AN 11-year-old’s fight against blood disease has inspired students to offer their help in the global fight against cancer.
He will undergo stem cell treatment and a bone marrow transplant in Newcastle this week for aplastic anaemia, which he was diagnosed with in September.
Staff and students at Darlington College were quick to help as his mother, Helen Dunnington-Waters, and her daughter Jenny Ingham set up a test station at the college with the help of Anthony Nolan volunteers.
They donated samples of saliva which will go into the Anthony Nolan database and could help blood disease sufferers from across the globe.
Miss Ingham said: “It started when bruises appeared on Peter’s legs and body; he felt poorly and went yellow.
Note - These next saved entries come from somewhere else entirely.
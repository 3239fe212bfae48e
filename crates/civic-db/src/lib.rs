// Copyright 2026 Phillip Cloud
// Licensed under the Apache License, Version 2.0

pub mod seed;
pub mod theme_file;

pub use theme_file::{MemoryTheme, THEME_FILE_NAME, ThemeFile, ThemePersistence, hydrate_theme};

use anyhow::{Context, Result, anyhow, bail};
use civic_app::{
    ACTION_APPROVE, ACTION_ARCHIVE, ACTION_CLOSE_POLL, ACTION_REJECT, ACTION_RESOLVE,
    ACTION_TOGGLE_ACTIVE, Budget, BudgetId, DashboardCounts, Department, DepartmentId, District,
    DistrictId, FormPayload, Grievance, GrievanceId, GrievanceStatus, Poll, PollId, PollStatus,
    Project, ProjectId, ProjectStatus, Screen, State, StateId, User, UserId,
};
use civic_table::{Record, RowId};
use std::env;
use std::fmt;
use std::fs;
use std::path::{Path, PathBuf};
use time::Date;
use tracing::info;

pub const APP_NAME: &str = "civic";

/// Record types the in-memory store can key.
pub trait Keyed: Clone {
    type Id: Copy + PartialEq + fmt::Debug + From<i64>;
    const KIND: &'static str;

    fn id(&self) -> Self::Id;
    fn raw_id(&self) -> i64;
}

macro_rules! keyed {
    ($record:ty, $id:ty, $kind:literal) => {
        impl Keyed for $record {
            type Id = $id;
            const KIND: &'static str = $kind;

            fn id(&self) -> $id {
                self.id
            }

            fn raw_id(&self) -> i64 {
                self.id.get()
            }
        }
    };
}

keyed!(User, UserId, "user");
keyed!(Department, DepartmentId, "department");
keyed!(District, DistrictId, "district");
keyed!(State, StateId, "state");
keyed!(Project, ProjectId, "project");
keyed!(Grievance, GrievanceId, "grievance");
keyed!(Poll, PollId, "poll");
keyed!(Budget, BudgetId, "budget");

/// Source of one screen's records. Host mutations go through `update` and
/// `insert`; readers only ever see whole-record snapshots.
pub trait RecordStore<T: Keyed> {
    fn list(&self) -> Vec<T>;

    fn get(&self, id: T::Id) -> Result<T>;

    fn update<F: FnOnce(&mut T) -> Result<()>>(&mut self, id: T::Id, change: F) -> Result<T>;

    /// Builds a record around the next free id and appends it.
    fn insert<F: FnOnce(T::Id) -> T>(&mut self, build: F) -> T;
}

#[derive(Debug, Clone)]
pub struct MemoryStore<T> {
    rows: Vec<T>,
    next_id: i64,
}
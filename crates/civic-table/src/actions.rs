// Copyright 2026 Phillip Cloud
// Licensed under the Apache License, Version 2.0

use anyhow::Result;
use tracing::debug;

use crate::cell::{RowId, TableRow};

/// One entry of a row's action menu. `name` is opaque to the table; the host
/// decides what it means and whether it is currently allowed.
#[derive(Debug, Clone, PartialEq, Eq)]
pub struct RowActionSpec {
    pub name: &'static str,
    pub label: &'static str,
    pub enabled: bool,
}

impl RowActionSpec {
    pub fn new(name: &'static str, label: &'static str) -> Self {
        Self {
            name,
            label,
            enabled: true,
        }
    }

    pub fn enabled_if(mut self, enabled: bool) -> Self {
        self.enabled = enabled;
        self
    }
}

/// Capabilities a host screen hands to the table for per-row actions.
pub trait RowActions {
    type Row: TableRow;

    fn actions_for(&self, row: &Self::Row) -> Vec<RowActionSpec>;

    fn invoke(&mut self, action: &'static str, row_id: &RowId) -> Result<()>;
}

#[derive(Debug, Clone, PartialEq, Eq)]
pub enum ActionOutcome {
    Invoked(&'static str),
    Disabled(&'static str),
    Nothing,
}

/// Open dropdown for a single row.
#[derive(Debug, Clone, PartialEq, Eq)]
pub struct ActionMenu {
    row_id: RowId,
    title: String,
    items: Vec<RowActionSpec>,
    cursor: usize,
}

impl ActionMenu {
    /// `None` when the host offers no actions for this row.
    pub fn open<A: RowActions>(row: &A::Row, host: &A, title: impl Into<String>) -> Option<Self> {
        let items = host.actions_for(row);
        if items.is_empty() {
            return None;
        }
        let cursor = items.iter().position(|item| item.enabled).unwrap_or(0);
        Some(Self {
            row_id: row.row_id(),
            title: title.into(),
            items,
            cursor,
        })
    }

    pub fn row_id(&self) -> &RowId {
        &self.row_id
    }

    pub fn title(&self) -> &str {
        &self.title
    }

    pub fn items(&self) -> &[RowActionSpec] {
        &self.items
    }

    pub fn cursor(&self) -> usize {
        self.cursor
    }

    pub fn selected(&self) -> Option<&RowActionSpec> {
        self.items.get(self.cursor)
    }

    pub fn move_cursor(&mut self, delta: isize) {
        let len = self.items.len() as isize;
        if len == 0 {
            return;
        }
        self.cursor = (self.cursor as isize + delta).rem_euclid(len) as usize;
    }

    /// Runs the selected action through the host. Disabled entries never
    /// reach the host.
    pub fn activate<A: RowActions>(&self, host: &mut A) -> Result<ActionOutcome> {
        let Some(item) = self.selected() else {
            return Ok(ActionOutcome::Nothing);
        };
        if !item.enabled {
            return Ok(ActionOutcome::Disabled(item.label));
        }
        debug!(action = item.name, row = %self.row_id, "row action");
        host.invoke(item.name, &self.row_id)?;
        Ok(ActionOutcome::Invoked(item.name))
    }

    pub fn render_lines(&self) -> Vec<String> {
        self.items
            .iter()
            .enumerate()
            .map(|(index, item)| {
                let marker = if index == self.cursor { ">" } else { " " };
                let suffix = if item.enabled { "" } else { " (disabled)" };
                format!("{marker} {}{suffix}", item.label)
            })
            .collect()
    }
}

#[cfg(test)]
mod tests {
    use super::{ActionMenu, ActionOutcome, RowActionSpec, RowActions};
    use crate::cell::{CellValue, Record, RowId, TableRow};
    use anyhow::Result;

    #[derive(Default)]
    struct Host {
        calls: Vec<(&'static str, RowId)>,
    }

    impl RowActions for Host {
        type Row = Record;

        fn actions_for(&self, row: &Record) -> Vec<RowActionSpec> {
            let protected = row.cell("protected") == CellValue::Bool(true);
            vec![
                RowActionSpec::new("view", "View"),
                RowActionSpec::new("toggle", "Toggle status").enabled_if(!protected),
            ]
        }

        fn invoke(&mut self, action: &'static str, row_id: &RowId) -> Result<()> {
            self.calls.push((action, row_id.clone()));
            Ok(())
        }
    }

    #[test]
    fn activation_forwards_row_identity() -> Result<()> {
        let mut host = Host::default();
        let row = Record::new(42).with("protected", false);
        let mut menu = ActionMenu::open(&row, &host, "row 42").expect("menu has items");

        menu.move_cursor(1);
        assert_eq!(menu.activate(&mut host)?, ActionOutcome::Invoked("toggle"));
        assert_eq!(host.calls, vec![("toggle", RowId::Number(42))]);
        Ok(())
    }

    #[test]
    fn disabled_actions_do_not_reach_host() -> Result<()> {
        let mut host = Host::default();
        let row = Record::new("sys").with("protected", true);
        let mut menu = ActionMenu::open(&row, &host, "system").expect("menu has items");

        menu.move_cursor(1);
        assert_eq!(
            menu.activate(&mut host)?,
            ActionOutcome::Disabled("Toggle status")
        );
        assert!(host.calls.is_empty());
        assert_eq!(menu.render_lines()[1], "> Toggle status (disabled)");
        Ok(())
    }

    #[test]
    fn cursor_wraps() {
        let host = Host::default();
        let row = Record::new(1);
        let mut menu = ActionMenu::open(&row, &host, "row").expect("menu has items");
        menu.move_cursor(-1);
        assert_eq!(menu.cursor(), 1);
        menu.move_cursor(1);
        assert_eq!(menu.cursor(), 0);
        assert_eq!(menu.row_id(), &row.row_id());
    }
}
#[cfg(test)]
mod tests {
    use super::{
        DEFAULT_PAGE_SIZE, NO_RESULTS_TEXT, SortDirection, SortSpec, TableBody, TableView,
        ViewError, ViewStatus,
    };
    use crate::cell::{CellValue, Record, RowId, TableRow};
    use crate::column::{CellRender, ColumnDef, DateStyle, Tone};
    use time::{Date, Month};

    fn columns() -> Vec<ColumnDef> {
        vec![
            ColumnDef::new("id", "ID").sortable().always_visible(),
            ColumnDef::new("name", "Name").sortable(),
            ColumnDef::new("active", "Active"),
        ]
    }

    fn scenario_rows() -> Vec<Record> {
        vec![
            Record::new(1)
                .with("id", 1)
                .with("name", "Alpha")
                .with("active", true),
            Record::new(2)
                .with("id", 2)
                .with("name", "beta")
                .with("active", false),
            Record::new(3)
                .with("id", 3)
                .with("name", "Gamma")
                .with("active", true),
        ]
    }

    fn ids<'a>(rows: impl Iterator<Item = &'a Record>) -> Vec<RowId> {
        rows.map(TableRow::row_id).collect()
    }

    fn numbered(count: i64) -> Vec<Record> {
        (1..=count)
            .map(|id| {
                Record::new(id)
                    .with("id", id)
                    .with("name", format!("row {id}"))
            })
            .collect()
    }

    #[test]
    fn global_filter_ignores_case() -> Result<(), ViewError> {
        let mut view = TableView::new(columns(), scenario_rows())?;

        view.set_global_filter("a");
        assert_eq!(view.filtered_len(), 3);

        view.set_global_filter("Gamma");
        assert_eq!(ids(view.filtered_rows()), vec![RowId::Number(3)]);

        view.set_global_filter("GAMMA");
        assert_eq!(ids(view.filtered_rows()), vec![RowId::Number(3)]);
        Ok(())
    }

    #[test]
    fn search_matches_rendered_text() -> Result<(), ViewError> {
        let columns = vec![
            ColumnDef::new("id", "ID").always_visible(),
            ColumnDef::new("status", "Status").render(CellRender::Flag {
                on: ("active", Tone::Success),
                off: ("inactive", Tone::Neutral),
            }),
            ColumnDef::new("joined", "Joined").render(CellRender::Date(DateStyle::Short)),
            ColumnDef::new("note", "Note").render(CellRender::Truncate(8)),
        ];
        let date = |month| Date::from_calendar_date(2024, month, 9).expect("valid date");
        let rows = vec![
            Record::new(1)
                .with("id", 1)
                .with("status", true)
                .with("joined", date(Month::March))
                .with("note", "streetlight outage"),
            Record::new(2)
                .with("id", 2)
                .with("status", false)
                .with("joined", date(Month::May))
                .with("note", "water supply"),
        ];
        let mut view = TableView::new(columns, rows)?;

        view.set_global_filter("inactive");
        assert_eq!(ids(view.filtered_rows()), vec![RowId::Number(2)]);

        view.set_global_filter("no");
        assert_eq!(view.filtered_len(), 0);

        view.set_global_filter("mar 2024");
        assert_eq!(ids(view.filtered_rows()), vec![RowId::Number(1)]);

        view.set_global_filter("2024-03");
        assert_eq!(view.filtered_len(), 0);

        view.set_global_filter("outage");
        assert_eq!(ids(view.filtered_rows()), vec![RowId::Number(1)]);

        view.set_global_filter("");
        view.set_column_filter("status", "INACTIVE")?;
        assert_eq!(ids(view.filtered_rows()), vec![RowId::Number(2)]);
        Ok(())
    }

    #[test]
    fn ascending_name_sort_is_case_insensitive() -> Result<(), ViewError> {
        let mut view = TableView::new(columns(), scenario_rows())?;
        assert_eq!(view.toggle_sort("name")?, ViewStatus::SortAsc("Name"));
        let names = view
            .filtered_rows()
            .map(|row| row.cell("name").to_string())
            .collect::<Vec<_>>();
        assert_eq!(names, vec!["Alpha", "beta", "Gamma"]);
        Ok(())
    }

    #[test]
    fn sort_cycles_through_three_states() -> Result<(), ViewError> {
        let mut view = TableView::new(columns(), scenario_rows())?;
        let original = ids(view.filtered_rows());

        assert_eq!(view.toggle_sort("name")?, ViewStatus::SortAsc("Name"));
        assert_eq!(view.toggle_sort("name")?, ViewStatus::SortDesc("Name"));
        assert_eq!(
            ids(view.filtered_rows()),
            vec![RowId::Number(3), RowId::Number(2), RowId::Number(1)]
        );
        assert_eq!(view.toggle_sort("name")?, ViewStatus::SortCleared);
        assert_eq!(view.state().sort, None);
        assert_eq!(ids(view.filtered_rows()), original);
        Ok(())
    }

    #[test]
    fn sorting_new_column_resets_previous() -> Result<(), ViewError> {
        let mut view = TableView::new(columns(), scenario_rows())?;
        view.toggle_sort("name")?;
        view.toggle_sort("name")?;
        assert_eq!(view.toggle_sort("id")?, ViewStatus::SortAsc("ID"));
        assert_eq!(
            view.state().sort,
            Some(SortSpec {
                column: "id",
                direction: SortDirection::Asc,
            })
        );
        Ok(())
    }

    #[test]
    fn static_headers_refuse_sorting() -> Result<(), ViewError> {
        let mut view = TableView::new(columns(), scenario_rows())?;
        assert_eq!(
            view.toggle_sort("active"),
            Err(ViewError::NotSortable("Active"))
        );
        assert_eq!(
            view.toggle_sort("nope"),
            Err(ViewError::UnknownColumn("nope".to_owned()))
        );
        Ok(())
    }

    #[test]
    fn empty_cells_sort_last_in_both_directions() -> Result<(), ViewError> {
        let rows = vec![
            Record::new(1).with("id", 1).with("name", CellValue::Empty),
            Record::new(2).with("id", 2).with("name", "b"),
            Record::new(3).with("id", 3).with("name", "a"),
        ];
        let mut view = TableView::new(columns(), rows)?;
        view.toggle_sort("name")?;
        assert_eq!(
            ids(view.filtered_rows()),
            vec![RowId::Number(3), RowId::Number(2), RowId::Number(1)]
        );
        view.toggle_sort("name")?;
        assert_eq!(
            ids(view.filtered_rows()),
            vec![RowId::Number(2), RowId::Number(3), RowId::Number(1)]
        );
        Ok(())
    }

    #[test]
    fn dates_sort_chronologically() -> Result<(), ViewError> {
        let date = |day| Date::from_calendar_date(2024, Month::May, day).expect("valid date");
        let rows = vec![
            Record::new(1).with("filed", date(20)),
            Record::new(2).with("filed", date(3)),
            Record::new(3).with("filed", date(11)),
        ];
        let mut view = TableView::new(vec![ColumnDef::new("filed", "Filed").sortable()], rows)?;
        view.toggle_sort("filed")?;
        assert_eq!(
            ids(view.filtered_rows()),
            vec![RowId::Number(2), RowId::Number(3), RowId::Number(1)]
        );
        Ok(())
    }

    #[test]
    fn column_filters_combine_with_and() -> Result<(), ViewError> {
        let mut view = TableView::new(columns(), scenario_rows())?;
        view.set_column_filter("name", "a")?;
        assert_eq!(view.filtered_len(), 3);
        view.set_column_filter("active", "yes")?;
        assert_eq!(
            ids(view.filtered_rows()),
            vec![RowId::Number(1), RowId::Number(3)]
        );
        view.set_global_filter("gam");
        assert_eq!(ids(view.filtered_rows()), vec![RowId::Number(3)]);

        assert_eq!(
            view.set_column_filter("active", "")?,
            ViewStatus::ColumnFilterCleared("Active")
        );
        assert_eq!(view.clear_filters(), ViewStatus::FiltersCleared);
        assert_eq!(view.filtered_len(), 3);
        Ok(())
    }

    #[test]
    fn hidden_columns_leave_global_search() -> Result<(), ViewError> {
        let rows = vec![
            Record::new(1)
                .with("id", 1)
                .with("name", "Alpha")
                .with("active", "zeta"),
            Record::new(2)
                .with("id", 2)
                .with("name", "beta")
                .with("active", "omega"),
        ];
        let mut view = TableView::new(columns(), rows)?;
        view.set_global_filter("zeta");
        assert_eq!(view.filtered_len(), 1);

        assert_eq!(
            view.toggle_column_visibility("active")?,
            ViewStatus::ColumnHidden("Active")
        );
        assert_eq!(view.filtered_len(), 0);
        assert_eq!(view.body(), TableBody::Placeholder(NO_RESULTS_TEXT));

        assert_eq!(
            view.toggle_column_visibility("active")?,
            ViewStatus::ColumnShown("Active")
        );
        assert_eq!(view.filtered_len(), 1);
        Ok(())
    }

    #[test]
    fn hiding_a_column_drops_its_filter() -> Result<(), ViewError> {
        let mut view = TableView::new(columns(), scenario_rows())?;
        view.set_column_filter("name", "beta")?;
        assert_eq!(view.filtered_len(), 1);
        view.toggle_column_visibility("name")?;
        assert!(view.state().column_filters.is_empty());
        assert_eq!(view.filtered_len(), 3);
        Ok(())
    }

    #[test]
    fn visibility_rules() -> Result<(), ViewError> {
        let mut view = TableView::new(columns(), scenario_rows())?;
        assert_eq!(
            view.toggle_column_visibility("id"),
            Err(ViewError::NotHideable("ID"))
        );

        let mut single = TableView::new(vec![ColumnDef::new("name", "Name")], scenario_rows())?;
        assert_eq!(
            single.toggle_column_visibility("name"),
            Err(ViewError::KeepOneColumnVisible)
        );

        view.toggle_column_visibility("name")?;
        view.toggle_column_visibility("active")?;
        assert_eq!(view.visible_columns().count(), 1);
        assert_eq!(view.show_all_columns(), ViewStatus::ColumnsShown);
        assert_eq!(view.visible_columns().count(), 3);
        Ok(())
    }

    #[test]
    fn pagination_clamps_and_counts() -> Result<(), ViewError> {
        let mut view = TableView::new(columns(), numbered(23))?;
        assert_eq!(view.page_size(), DEFAULT_PAGE_SIZE);
        assert_eq!(view.page_count(), 3);
        assert_eq!(view.page_rows().count(), 10);

        assert_eq!(view.set_page_index(99), 2);
        assert_eq!(view.page_rows().count(), 3);
        assert_eq!(view.next_page(), ViewStatus::Page { index: 2, count: 3 });

        view.set_page_index(0);
        assert_eq!(
            view.previous_page(),
            ViewStatus::Page { index: 0, count: 3 }
        );
        assert_eq!(view.next_page().message(), "page 2/3");
        Ok(())
    }

    #[test]
    fn filter_and_sort_changes_reset_to_first_page() -> Result<(), ViewError> {
        let mut view = TableView::new(columns(), numbered(30))?.with_page_size(5)?;
        view.set_page_index(4);
        view.set_global_filter("row");
        assert_eq!(view.page_index(), 0);

        view.set_page_index(3);
        view.toggle_sort("id")?;
        assert_eq!(view.page_index(), 0);

        view.set_page_index(2);
        view.set_column_filter("name", "1")?;
        assert_eq!(view.page_index(), 0);

        view.set_page_index(1);
        view.toggle_column_visibility("name")?;
        assert_eq!(view.page_index(), 0);
        Ok(())
    }

    #[test]
    fn set_data_keeps_state_and_clamps_page() -> Result<(), ViewError> {
        let mut view = TableView::new(columns(), numbered(25))?;
        view.toggle_sort("id")?;
        view.toggle_sort("id")?;
        view.set_page_index(2);

        view.set_data(numbered(12));
        assert_eq!(view.page_index(), 1);
        assert_eq!(view.state().sort.map(|sort| sort.column), Some("id"));
        assert_eq!(
            view.filtered_rows().next().map(TableRow::row_id),
            Some(RowId::Number(12))
        );
        Ok(())
    }

    #[test]
    fn empty_data_renders_placeholder_on_page_zero() -> Result<(), ViewError> {
        let mut view = TableView::new(columns(), Vec::<Record>::new())?;
        assert_eq!(view.page_count(), 0);
        assert_eq!(view.set_page_index(5), 0);
        assert_eq!(view.body(), TableBody::Placeholder(NO_RESULTS_TEXT));
        Ok(())
    }

    #[test]
    fn zero_page_size_is_rejected() -> Result<(), ViewError> {
        let view = TableView::new(columns(), scenario_rows())?;
        assert_eq!(
            view.with_page_size(0).err(),
            Some(ViewError::InvalidPageSize(0))
        );
        Ok(())
    }

    #[test]
    fn input_rows_are_never_reordered() -> Result<(), ViewError> {
        let rows = scenario_rows();
        let mut view = TableView::new(columns(), rows.clone())?;
        view.toggle_sort("name")?;
        view.toggle_sort("name")?;
        view.set_global_filter("a");
        assert_eq!(view.rows(), rows.as_slice());
        Ok(())
    }

    #[test]
    fn header_and_title_reflect_state() -> Result<(), ViewError> {
        let mut view = TableView::new(columns(), scenario_rows())?;
        assert_eq!(view.header_label("name").as_deref(), Some("Name ⇅"));
        assert_eq!(view.header_label("active").as_deref(), Some("Active"));

        view.toggle_sort("name")?;
        view.set_column_filter("name", "a")?;
        view.toggle_column_visibility("active")?;
        assert_eq!(view.header_label("name").as_deref(), Some("Name ↑ ▼"));
        assert_eq!(
            view.title("users"),
            "users r:3/3 c:2/3 | sort Name:asc | filters 1 | hidden 1 | page 1/1"
        );
        Ok(())
    }
}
He ended up going to hospitals at Bishop Auckland, Darlington and Newcastle, where he was diagnosed with this life threatening condition.
“Peter is amazing; even though he is poorly he doesn’t want anyone to know and just wants to get on with his life.”
His mother, Ms Dunnington-Waters, added: “People have been so kind, it’s overwhelming and the college has been great. It restores your faith in human kindness.”
Darlington College tutor Mike Chapman took part in event and encouraged his students to follow suit.
“We were only too pleased to help. Giving a saliva sample was easy and if we do get the call for bone marrow the procedure isn’t painful and could save a life,” he said.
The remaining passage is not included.